Betekenis moeilijke woorden achterhalen (extra)
Er zijn 7 manieren om de betekenis van een moeilijk woord te achter halen, dit zijn de 7 woordraadstrategieën:
1 Zoek, in de tekst, naar een synoniem (woord dat ongeveer hetzelfde betekent)
2 Zoek, in de tekst, naar een antoniem (woord dat het tegengestelde betekent)
3 Zoek, in de tekst, naar een beschrijving van het woord;
4 Kijk of je de betekenis van een deel van het woord kent;
5 Zoek naar een voorbeeld in de tekst;
6 Kijk naar afbeeldingen in de tekst;
7 Zoek de betekenis op in het woordenboek;

Slide 21 - Diapositive

Aan het werk
Blok 2                                               Blok 1
- opdracht 1                                   - opdracht 3
- opdracht 2                                  - opdracht 4
- opdracht 3                                  - opdracht 5
- opdracht 4
- opdracht 5
- opdracht 6

Slide 22 - Diapositive

Blok 3

Slide 23 - Diapositive

Feiten & meningen
Teksten waarin een mening voorkomt, kunnen 2 verschillende doelen hebben:
1 Meningen weergeven: de schrijver geeft de mening weer van één of meer deskundigen, zonder zijn eigen mening te geven. De lezer kan daarna zelf zijn mening vormen. Een tekst die meningen laat zien, is een objectieve tekst. (artikel in een krant/tijdschrift.)
2 Overtuigen: de schrijver geeft zijn eigen mening en laat zo veel mogelijk argumenten zien.
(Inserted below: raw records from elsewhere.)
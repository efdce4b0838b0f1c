//! Configuration file loader with multi-source merging

use super::file_config::FileConfig;
use figment::{
    Figment,
    providers::{Env, Format, Serialized, Toml},
};
use std::path::{Path, PathBuf};

const APP_DIR: &str = "agent-arena";
const PROJECT_FILES: [&str; 2] = ["arena.toml", ".arena.toml"];
const ENV_PREFIX: &str = "ARENA_";

/// Configuration loader that handles file discovery and merging
pub struct ConfigLoader;

impl ConfigLoader {
    /// Load configuration from all sources with proper priority
    ///
    /// Priority (highest to lowest):
    /// 1. `ARENA_` environment variables (`ARENA_JUDGE__PANEL_COUNT=5`)
    /// 2. Explicit config path (if provided)
    /// 3. Project root: `./arena.toml` or `./.arena.toml`
    /// 4. Global: `$XDG_CONFIG_HOME/agent-arena/config.toml`
    /// 5. Default values
    pub fn load(config_path: Option<&PathBuf>) -> Result<FileConfig, Box<figment::Error>> {
        let global = Self::global_config_path().filter(|p| p.exists());
        let project = Self::project_config_path();
        let explicit = config_path.map(PathBuf::as_path);
        Self::figment(global.as_deref(), project.as_deref(), explicit)
            .merge(Env::prefixed(ENV_PREFIX).split("__"))
            .extract()
            .map_err(Box::new)
    }

    /// Load only default configuration (for --no-config)
    pub fn load_defaults() -> FileConfig {
        FileConfig::default()
    }

    /// File layers without the environment, lowest priority first
    fn figment(global: Option<&Path>, project: Option<&Path>, explicit: Option<&Path>) -> Figment {
        let mut figment = Figment::new().merge(Serialized::defaults(FileConfig::default()));
        for path in [global, project, explicit].into_iter().flatten() {
            figment = figment.merge(Toml::file(path));
        }
        figment
    }

    /// Get the global config file path
    ///
    /// Returns XDG_CONFIG_HOME/agent-arena/config.toml if set,
    /// otherwise falls back to ~/.config/agent-arena/config.toml
    pub fn global_config_path() -> Option<PathBuf> {
        dirs::config_dir().map(|d| d.join(APP_DIR).join("config.toml"))
    }

    /// Get the project-level config file path (if it exists)
    pub fn project_config_path() -> Option<PathBuf> {
        PROJECT_FILES
            .iter()
            .map(PathBuf::from)
            .find(|path| path.exists())
    }

    /// Print the config file locations being used (for --show-config)
    pub fn print_config_sources(config_path: Option<&PathBuf>) {
        println!("Configuration sources (in priority order):");

        println!("  [ENV  ] {}* variables (nested keys split on '__')", ENV_PREFIX);

        if let Some(path) = config_path {
            let mark = if path.exists() { "FOUND" } else { "MISSING" };
            println!("  [{}] Explicit: {}", mark, path.display());
        }

        if let Some(path) = Self::project_config_path() {
            println!("  [FOUND] Project: {}", path.display());
        } else {
            println!("  [     ] Project: ./arena.toml or ./.arena.toml");
        }

        if let Some(path) = Self::global_config_path() {
            if path.exists() {
                println!("  [FOUND] Global:  {}", path.display());
            } else {
                println!("  [     ] Global:  {}", path.display());
            }
        }

        println!("  [     ] Default: built-in defaults");
    }
}
//! Configuration file loading for agent-arena
//!
//! This module handles file I/O and merging of configuration from multiple sources.
//! The priority order (highest to lowest):
//!
//! 1. `ARENA_` environment variables
//! 2. `--config <path>` specified file
//! 3. Project root: `./arena.toml` or `./.arena.toml`
//! 4. XDG config: `$XDG_CONFIG_HOME/agent-arena/config.toml`
//! 5. Default values

mod file_config;
mod issue;
mod loader;

pub use file_config::{
    ConfigValidationError, FileAgentsConfig, FileConfig, FileGateConfig, FileJudgeConfig,
    FileLearningConfig, FileProviderConfig, FileStorageConfig,
};
pub use issue::{ConfigIssue, ConfigIssueCode, Severity};
pub use loader::ConfigLoader;
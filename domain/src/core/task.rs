//! Task entity: one race over a single prompt

use super::category::TaskCategory;
use super::error::DomainError;
use chrono::{DateTime, Utc};
use serde::{Deserialize, Serialize};
use std::fmt;

/// Unique identifier for a task (Value Object)
#[derive(Debug, Clone, PartialEq, Eq, Hash, Serialize, Deserialize)]
pub struct TaskId(String);

impl TaskId {
    pub fn new(id: impl Into<String>) -> Self {
        Self(id.into())
    }

    /// Generate a fresh random id
    pub fn generate() -> Self {
        Self(uuid::Uuid::new_v4().to_string())
    }

    pub fn as_str(&self) -> &str {
        &self.0
    }
}

impl fmt::Display for TaskId {
    fn fmt(&self, f: &mut fmt::Formatter<'_>) -> fmt::Result {
        write!(f, "{}", self.0)
    }
}

/// Lifecycle status of a task
#[derive(Debug, Clone, Copy, PartialEq, Eq, Default, Serialize, Deserialize)]
#[serde(rename_all = "lowercase")]
pub enum TaskStatus {
    #[default]
    Pending,
    Running,
    Completed,
    Failed,
}

impl TaskStatus {
    pub fn as_str(&self) -> &'static str {
        match self {
            TaskStatus::Pending => "pending",
            TaskStatus::Running => "running",
            TaskStatus::Completed => "completed",
            TaskStatus::Failed => "failed",
        }
    }

    pub fn is_terminal(&self) -> bool {
        matches!(self, TaskStatus::Completed | TaskStatus::Failed)
    }

    fn can_transition_to(&self, next: TaskStatus) -> bool {
        matches!(
            (self, next),
            (TaskStatus::Pending, TaskStatus::Running)
                | (TaskStatus::Pending, TaskStatus::Failed)
                | (TaskStatus::Running, TaskStatus::Completed)
                | (TaskStatus::Running, TaskStatus::Failed)
        )
    }
}

impl fmt::Display for TaskStatus {
    fn fmt(&self, f: &mut fmt::Formatter<'_>) -> fmt::Result {
        write!(f, "{}", self.as_str())
    }
}

/// A race: one prompt evaluated by multiple independent agents.
///
/// The prompt is immutable once created; only the status moves, and only
/// forward (pending → running → completed | failed).
#[derive(Debug, Clone, Serialize, Deserialize)]
pub struct Task {
    id: TaskId,
    prompt: String,
    category: TaskCategory,
    status: TaskStatus,
    created_at: DateTime<Utc>,
}

impl Task {
    /// Create a new pending task, rejecting blank prompts
    pub fn new(prompt: impl Into<String>, category: TaskCategory) -> Result<Self, DomainError> {
        Self::with_id(TaskId::generate(), prompt, category)
    }

    pub fn with_id(
        id: TaskId,
        prompt: impl Into<String>,
        category: TaskCategory,
    ) -> Result<Self, DomainError> {
        let prompt = prompt.into();
        if prompt.trim().is_empty() {
            return Err(DomainError::InvalidPrompt("prompt cannot be empty".to_string()));
        }
        Ok(Self {
            id,
            prompt,
            category,
            status: TaskStatus::Pending,
            created_at: Utc::now(),
        })
    }

    pub fn id(&self) -> &TaskId {
        &self.id
    }

    pub fn prompt(&self) -> &str {
        &self.prompt
    }

    pub fn category(&self) -> TaskCategory {
        self.category
    }

    pub fn status(&self) -> TaskStatus {
        self.status
    }

    pub fn created_at(&self) -> DateTime<Utc> {
        self.created_at
    }

    /// Move the task to `next`, rejecting backwards or repeated transitions
    pub fn transition(&mut self, next: TaskStatus) -> Result<(), DomainError> {
        if !self.status.can_transition_to(next) {
            return Err(DomainError::InvalidTransition {
                from: self.status.to_string(),
                to: next.to_string(),
            });
        }
        self.status = next;
        Ok(())
    }
}
//! Command-line interface

pub mod commands;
Hij wil de lezer overtuigen dat hij gelijk heeft. Een tekst die wil overtuigen, is een subjectieve tekst. (blog, recensie, ingezonden stuk)

Slide 24 - Diapositive

Argumenten
Iemand die wil uitleggen waarom hij gelijk heeft, geeft argumenten voor zijn mening. Er zijn verschillende soorten argumenten:
1 Objectieve argumenten:  er worden feiten genoemd die de mening ondersteunen. Je kunt controleren of de feiten kloppen.
2 Subjectieve argumenten:  er worden gevoelens of overtuigingen genoemd die de mening ondersteunen. Je kunt niet zeggen of ze waar zijn of niet waar zijn, je kunt alleen nagaan of je de argumenten overtuigend vindt.

Slide 25 - Diapositive

Tegenargument
Bij een argument is vaak een tegenargument te geven: een feit of gevoel of overtuiging die hoort bij het tegengestelde standpunt. Een schrijver die extra wil overtuigen, zal ook de tegenargumenten ontkrachten die de lezer zou kunnen hebben. ( Hij legt dan uit waarom die tegenargumenten niet kloppen of minder sterk zijn.)

Slide 26 - Diapositive

Afbeeldingen bij een tekst
Afbeeldingen bij een tekst kunnen verschillende functies hebben, zoals:
1 De aandacht van de lezer trekken;
2 Nodig zijn om de tekst te begrijpen;
3 De inhoud van de tekst duidelijker maken;
4 De tekst aantrekkelijker maken;
5 Een bepaalde sfeer geven aan de tekst.

Slide 27 - Diapositive

Aan het werk
Blok 3
- opdracht 1
- opdracht 2
- opdracht 3
- opdracht 4
- opdracht 5: kies eerst 1 tekst en maak daarbij 10 vragen. Kijk naar de theorie in blok 1 t/m 3.